**Work to complete:** Gather all lines in the entries below that include the word "await".
(Dataset records begins)
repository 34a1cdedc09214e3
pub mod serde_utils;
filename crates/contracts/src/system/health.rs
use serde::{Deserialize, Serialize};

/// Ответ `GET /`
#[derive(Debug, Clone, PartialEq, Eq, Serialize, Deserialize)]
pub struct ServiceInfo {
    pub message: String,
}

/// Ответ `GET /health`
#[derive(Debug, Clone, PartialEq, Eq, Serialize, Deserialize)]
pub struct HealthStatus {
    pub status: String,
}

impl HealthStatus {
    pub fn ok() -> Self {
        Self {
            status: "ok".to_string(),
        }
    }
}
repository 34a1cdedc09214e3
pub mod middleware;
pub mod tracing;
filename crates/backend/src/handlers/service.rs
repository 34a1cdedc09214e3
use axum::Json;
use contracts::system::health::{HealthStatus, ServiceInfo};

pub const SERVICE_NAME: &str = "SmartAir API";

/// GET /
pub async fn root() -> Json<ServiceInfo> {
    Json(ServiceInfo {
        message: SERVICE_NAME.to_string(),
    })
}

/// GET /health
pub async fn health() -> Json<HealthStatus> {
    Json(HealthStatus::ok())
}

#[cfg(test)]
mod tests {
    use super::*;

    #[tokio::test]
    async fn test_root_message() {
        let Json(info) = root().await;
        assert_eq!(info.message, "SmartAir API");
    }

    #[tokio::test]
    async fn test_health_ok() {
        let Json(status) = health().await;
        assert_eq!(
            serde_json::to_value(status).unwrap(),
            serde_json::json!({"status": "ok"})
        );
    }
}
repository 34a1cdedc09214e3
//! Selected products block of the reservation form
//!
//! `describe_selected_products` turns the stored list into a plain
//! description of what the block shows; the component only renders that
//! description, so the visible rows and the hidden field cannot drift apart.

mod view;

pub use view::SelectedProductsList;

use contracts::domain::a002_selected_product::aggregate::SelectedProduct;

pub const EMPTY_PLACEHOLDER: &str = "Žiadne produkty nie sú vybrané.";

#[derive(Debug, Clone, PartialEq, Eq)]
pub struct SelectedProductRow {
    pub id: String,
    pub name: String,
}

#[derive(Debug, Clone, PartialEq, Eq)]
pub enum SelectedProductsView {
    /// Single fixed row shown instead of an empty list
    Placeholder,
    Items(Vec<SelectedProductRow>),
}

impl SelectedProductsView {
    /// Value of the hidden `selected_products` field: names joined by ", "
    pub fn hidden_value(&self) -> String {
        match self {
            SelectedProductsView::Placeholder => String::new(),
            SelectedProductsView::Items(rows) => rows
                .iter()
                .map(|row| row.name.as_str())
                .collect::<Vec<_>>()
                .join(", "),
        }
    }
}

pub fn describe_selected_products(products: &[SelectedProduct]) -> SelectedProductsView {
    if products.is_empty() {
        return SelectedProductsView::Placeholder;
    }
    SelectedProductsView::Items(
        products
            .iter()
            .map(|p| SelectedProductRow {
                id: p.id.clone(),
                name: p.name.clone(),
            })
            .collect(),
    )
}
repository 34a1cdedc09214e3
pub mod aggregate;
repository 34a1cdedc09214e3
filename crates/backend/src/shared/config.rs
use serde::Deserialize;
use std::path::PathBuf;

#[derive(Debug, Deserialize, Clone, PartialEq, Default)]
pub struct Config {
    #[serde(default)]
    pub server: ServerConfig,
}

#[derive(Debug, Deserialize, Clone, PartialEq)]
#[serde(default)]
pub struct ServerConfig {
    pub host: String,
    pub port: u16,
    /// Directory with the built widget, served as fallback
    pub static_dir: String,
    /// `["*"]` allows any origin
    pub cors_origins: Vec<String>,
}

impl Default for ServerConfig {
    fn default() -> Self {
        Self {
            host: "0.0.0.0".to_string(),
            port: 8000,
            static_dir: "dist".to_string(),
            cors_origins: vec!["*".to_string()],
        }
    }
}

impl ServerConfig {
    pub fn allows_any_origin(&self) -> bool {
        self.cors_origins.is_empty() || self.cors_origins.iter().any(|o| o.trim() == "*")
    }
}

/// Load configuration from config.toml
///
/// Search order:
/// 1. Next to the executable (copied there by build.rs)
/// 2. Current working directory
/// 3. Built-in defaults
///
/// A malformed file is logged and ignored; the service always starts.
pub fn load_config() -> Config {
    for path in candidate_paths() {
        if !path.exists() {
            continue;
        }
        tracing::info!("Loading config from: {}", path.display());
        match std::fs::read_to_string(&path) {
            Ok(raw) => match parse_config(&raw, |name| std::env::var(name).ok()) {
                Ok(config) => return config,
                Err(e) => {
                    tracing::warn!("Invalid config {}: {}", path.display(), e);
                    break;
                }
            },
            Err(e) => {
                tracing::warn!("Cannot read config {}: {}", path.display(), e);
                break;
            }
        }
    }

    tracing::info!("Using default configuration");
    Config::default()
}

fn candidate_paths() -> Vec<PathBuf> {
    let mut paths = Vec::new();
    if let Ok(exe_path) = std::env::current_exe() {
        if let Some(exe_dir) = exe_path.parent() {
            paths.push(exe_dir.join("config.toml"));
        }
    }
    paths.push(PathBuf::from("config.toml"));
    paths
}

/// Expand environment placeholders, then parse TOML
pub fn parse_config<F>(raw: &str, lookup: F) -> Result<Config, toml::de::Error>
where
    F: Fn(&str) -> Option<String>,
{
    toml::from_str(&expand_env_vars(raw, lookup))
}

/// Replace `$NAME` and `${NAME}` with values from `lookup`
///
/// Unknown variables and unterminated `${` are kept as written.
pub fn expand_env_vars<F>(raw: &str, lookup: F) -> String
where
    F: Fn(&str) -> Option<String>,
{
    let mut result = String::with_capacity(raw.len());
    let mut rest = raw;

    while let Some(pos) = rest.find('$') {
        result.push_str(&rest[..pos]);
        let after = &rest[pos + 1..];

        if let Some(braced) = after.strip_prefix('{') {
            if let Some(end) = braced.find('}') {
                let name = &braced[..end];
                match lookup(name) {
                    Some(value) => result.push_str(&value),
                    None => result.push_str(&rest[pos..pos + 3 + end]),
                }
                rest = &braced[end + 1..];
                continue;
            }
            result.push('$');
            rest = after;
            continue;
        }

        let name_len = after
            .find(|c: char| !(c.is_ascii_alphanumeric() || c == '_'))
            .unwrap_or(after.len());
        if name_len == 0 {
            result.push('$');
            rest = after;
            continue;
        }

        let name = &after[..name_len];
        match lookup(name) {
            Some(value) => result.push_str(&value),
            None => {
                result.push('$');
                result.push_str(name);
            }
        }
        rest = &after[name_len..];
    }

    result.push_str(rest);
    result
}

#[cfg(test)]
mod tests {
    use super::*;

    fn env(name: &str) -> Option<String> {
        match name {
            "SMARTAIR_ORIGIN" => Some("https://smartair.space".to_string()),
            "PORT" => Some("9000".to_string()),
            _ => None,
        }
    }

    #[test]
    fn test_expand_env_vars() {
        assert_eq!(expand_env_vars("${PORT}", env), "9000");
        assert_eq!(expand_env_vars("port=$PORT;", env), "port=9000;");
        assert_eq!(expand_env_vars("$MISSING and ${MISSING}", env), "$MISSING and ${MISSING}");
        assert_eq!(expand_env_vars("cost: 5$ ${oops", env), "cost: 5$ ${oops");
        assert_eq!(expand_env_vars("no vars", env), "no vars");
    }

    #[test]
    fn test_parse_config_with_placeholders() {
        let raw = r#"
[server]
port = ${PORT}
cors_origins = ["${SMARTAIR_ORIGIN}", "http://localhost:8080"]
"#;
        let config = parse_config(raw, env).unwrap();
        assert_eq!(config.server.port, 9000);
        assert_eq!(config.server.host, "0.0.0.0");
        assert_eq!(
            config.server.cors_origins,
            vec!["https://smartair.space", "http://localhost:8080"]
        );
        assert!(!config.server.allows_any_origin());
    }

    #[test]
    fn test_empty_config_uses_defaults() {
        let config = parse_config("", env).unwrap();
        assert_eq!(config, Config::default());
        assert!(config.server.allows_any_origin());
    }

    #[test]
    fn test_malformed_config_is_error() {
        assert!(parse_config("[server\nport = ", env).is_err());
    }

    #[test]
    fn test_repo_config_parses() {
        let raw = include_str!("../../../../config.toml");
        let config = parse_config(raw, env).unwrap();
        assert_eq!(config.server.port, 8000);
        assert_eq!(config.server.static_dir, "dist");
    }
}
(Dataset records ends)
**Result of this task:**
        let Json(info) = root().await;
        let Json(status) = health().await;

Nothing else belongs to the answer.